++++ LISTED RECORDS ++++

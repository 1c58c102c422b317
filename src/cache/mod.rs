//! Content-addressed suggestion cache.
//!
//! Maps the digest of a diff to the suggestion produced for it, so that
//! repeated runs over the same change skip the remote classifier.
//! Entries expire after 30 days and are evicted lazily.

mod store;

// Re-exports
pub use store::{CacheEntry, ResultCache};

++++

▶ PROMPT: Your response should be an exact copy of all the records.

▶ SOLUTION TO THIS PROBLEM:
repository 1c58c102c422b317
filename src/cache/mod.rs
//! Content-addressed suggestion cache.
//!
//! Maps the digest of a diff to the suggestion produced for it, so that
//! repeated runs over the same change skip the remote classifier.
//! Entries expire after 30 days and are evicted lazily.

mod store;

// Re-exports
pub use store::{CacheEntry, ResultCache};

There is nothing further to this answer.